Government agencies are eager to profit from the steady stream of commercial innovation. Companies are relaying communications and gathering weather-related information and imagery with growing fleets of cubesats and small satellites in low Earth orbit.

“We’re trying to explore how to take advantage of all that,” Mandt said.


Many of the advantages for weather agencies are obvious.

Small satellites tend to be less expensive and lighter weight than their sizable counterparts. As a result, they fit on many different launch vehicles and several can be launched at the same time, unlike school bus or truck-size satellites that generally require a dedicated launch vehicle, said Nick Bucci, missile defense and space systems vice president at General Atomics Electromagnetic Systems.

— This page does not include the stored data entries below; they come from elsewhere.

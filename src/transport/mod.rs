//! Byte-oriented sources that back serialized record sets.
//!
//! Ownership model:
//! - A `ByteSource` is owned by the `RecordSet` it backs until it is read.
//! - Readers returned by `open` are owned by the caller (usually a record stream)
//!   and release the underlying file or buffer when dropped.
//! - Content encoding is an explicit flag (`gzip_content`), independent of
//!   whether the stored bytes are compressed (`source_gzipped`).

use flate2::Compression;
use flate2::read::{GzEncoder, MultiGzDecoder};
use std::io::{BufRead, BufReader, Read};

use crate::constants::artifacts::GZIP_MAGIC;
use crate::errors::DatasetError;

/// Filesystem sources.
pub mod fs;
/// In-memory and one-shot reader sources.
pub mod memory;

pub use fs::{FileSource, write_to_dir};
pub use memory::{BytesSource, ReaderSource};

/// Reader handed out by byte sources.
pub type ByteReader = Box<dyn Read + Send>;

/// Stored and requested content encoding of a byte source.
#[derive(Clone, Copy, Debug, PartialEq, Eq)]
pub struct ContentEncoding {
    /// Whether the stored bytes are gzip-compressed; `None` when unknown.
    pub source_gzipped: Option<bool>,
    /// Whether `open` should yield gzip-compressed bytes.
    pub gzip_content: bool,
}

impl ContentEncoding {
    /// Encoding that serves bytes as stored when the storage encoding is known,
    /// and gzip otherwise.
    pub fn for_source(source_gzipped: Option<bool>) -> Self {
        Self {
            source_gzipped,
            gzip_content: source_gzipped.unwrap_or(true),
        }
    }

    /// Wrap a raw reader so it yields bytes in the requested encoding.
    pub fn apply(&self, raw: ByteReader) -> Result<ByteReader, DatasetError> {
        if self.source_gzipped == Some(self.gzip_content) {
            return Ok(raw);
        }
        if self.gzip_content {
            gzipped(raw)
        } else {
            gunzipped(raw)
        }
    }
}

/// Sniff the gzip magic bytes without consuming them.
fn peek_gzip(reader: &mut BufReader<ByteReader>) -> Result<bool, DatasetError> {
    let head = reader.fill_buf()?;
    Ok(head.len() >= GZIP_MAGIC.len() && head[..GZIP_MAGIC.len()] == GZIP_MAGIC)
}

/// Compress `raw` unless it already is gzip.
pub fn gzipped(raw: ByteReader) -> Result<ByteReader, DatasetError> {
    let mut buffered = BufReader::new(raw);
    if peek_gzip(&mut buffered)? {
        return Ok(Box::new(buffered));
    }
    Ok(Box::new(GzEncoder::new(buffered, Compression::default())))
}

/// Decompress `raw` if it is gzip, otherwise pass it through.
pub fn gunzipped(raw: ByteReader) -> Result<ByteReader, DatasetError> {
    let mut buffered = BufReader::new(raw);
    if peek_gzip(&mut buffered)? {
        return Ok(Box::new(MultiGzDecoder::new(buffered)));
    }
    Ok(Box::new(buffered))
}

/// Source/sink boundary for serialized record data.
pub trait ByteSource: Send {
    /// Artifact name (for files, the file name).
    fn name(&self) -> &str;
    /// Rename the artifact.
    fn set_name(&mut self, name: &str);
    /// Media type of the decoded content.
    fn content_type(&self) -> &str;
    /// Stored and requested encoding.
    fn encoding(&self) -> ContentEncoding;
    /// Mutable access to the encoding flags.
    fn encoding_mut(&mut self) -> &mut ContentEncoding;

    /// Make the source re-readable, buffering it if needed. Idempotent.
    fn materialize(&mut self) -> Result<(), DatasetError>;
    /// Whether every `open` yields a fresh pass over the same bytes.
    fn can_read_multiple_times(&self) -> bool;

    /// Independent handle over the same bytes, for repeatable sources only.
    fn try_clone(&self) -> Option<Box<dyn ByteSource>> {
        None
    }

    /// Open the stored bytes without any encoding change.
    ///
    /// One-shot sources fail with `AlreadyConsumed` on the second call.
    fn open_raw(&mut self) -> Result<ByteReader, DatasetError>;

    /// Open the bytes in the requested content encoding.
    fn open(&mut self) -> Result<ByteReader, DatasetError> {
        let encoding = self.encoding();
        encoding.apply(self.open_raw()?)
    }

    /// Open the bytes decompressed, regardless of the requested encoding.
    fn open_decoded(&mut self) -> Result<ByteReader, DatasetError> {
        let raw = self.open_raw()?;
        match self.encoding().source_gzipped {
            Some(false) => Ok(raw),
            _ => gunzipped(raw),
        }
    }

    /// Whether `open` yields gzip-compressed bytes.
    fn gzip_content(&self) -> bool {
        self.encoding().gzip_content
    }

    /// Request gzip-compressed (or plain) bytes from `open`.
    fn set_gzip_content(&mut self, gzip: bool) {
        self.encoding_mut().gzip_content = gzip;
    }
}

impl<S: ByteSource + ?Sized> ByteSource for Box<S> {
    fn name(&self) -> &str {
        (**self).name()
    }

    fn set_name(&mut self, name: &str) {
        (**self).set_name(name)
    }

    fn content_type(&self) -> &str {
        (**self).content_type()
    }

    fn encoding(&self) -> ContentEncoding {
        (**self).encoding()
    }

    fn encoding_mut(&mut self) -> &mut ContentEncoding {
        (**self).encoding_mut()
    }

    fn materialize(&mut self) -> Result<(), DatasetError> {
        (**self).materialize()
    }

    fn can_read_multiple_times(&self) -> bool {
        (**self).can_read_multiple_times()
    }

    fn try_clone(&self) -> Option<Box<dyn ByteSource>> {
        (**self).try_clone()
    }

    fn open_raw(&mut self) -> Result<ByteReader, DatasetError> {
        (**self).open_raw()
    }

    fn open(&mut self) -> Result<ByteReader, DatasetError> {
        (**self).open()
    }

    fn open_decoded(&mut self) -> Result<ByteReader, DatasetError> {
        (**self).open_decoded()
    }
}
#![doc = include_str!("../README.md")]
#![warn(missing_docs)]

/// Recombination caches for thin round trips.
pub mod cache;
/// Artifact and execution configuration types.
pub mod config;
/// Centralized constants used across record sets, metadata, and thin execution.
pub mod constants;
/// Record types.
pub mod data;
/// Set metadata and merging.
pub mod metadata;
/// Round-trip counters.
pub mod metrics;
/// Record sets and their representations.
pub mod record_set;
/// Record type to media type handlers.
pub mod registry;
/// Metadata derivation over single-pass streams.
pub mod tap;
/// Thin projection and recombination.
pub mod thin;
/// Byte sources backing serialized record sets (memory and filesystem).
pub mod transport;
/// Shared type aliases.
pub mod types;

mod errors;

pub use cache::{CacheStrategy, RecombinationCache};
pub use config::{DatasetConfig, ExecutionOptions};
pub use data::{AnyRecord, BasicRecord, FieldMap, MoleculeRecord, Record};
pub use errors::DatasetError;
pub use metadata::{SetMetadata, SetSize};
pub use metrics::{RoundTripCounters, RoundTripStats};
pub use record_set::{RecordIter, RecordSet, RecordStream, RepresentationKind};
pub use registry::{HandlerRegistry, TypeHandler};
pub use tap::{Completion, MetadataHandle, MetadataTap, SharedMetadata};
pub use thin::{ThinDescriptor, ThinFieldRule, ThinProjector};
pub use transport::{ByteSource, BytesSource, FileSource, ReaderSource};
pub use types::{
    FieldName, LogMessage, MediaType, OptionName, PropertyKey, RecordId, RecordType, ValueType,
};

Luis Gomes, AAC Clyde chief executive, said small satellites can be deployed in large numbers, forming cooperative constellations with sensors making simultaneous measurements across large areas.

Agencies also can upgrade technology quickly. Operational weather satellites carry sensors developed decades ago.

“With small satellites, you could update technology on a much more rapid schedule and at lower cost,” said Kevin Maschhoff, BAE Systems engineering fellow.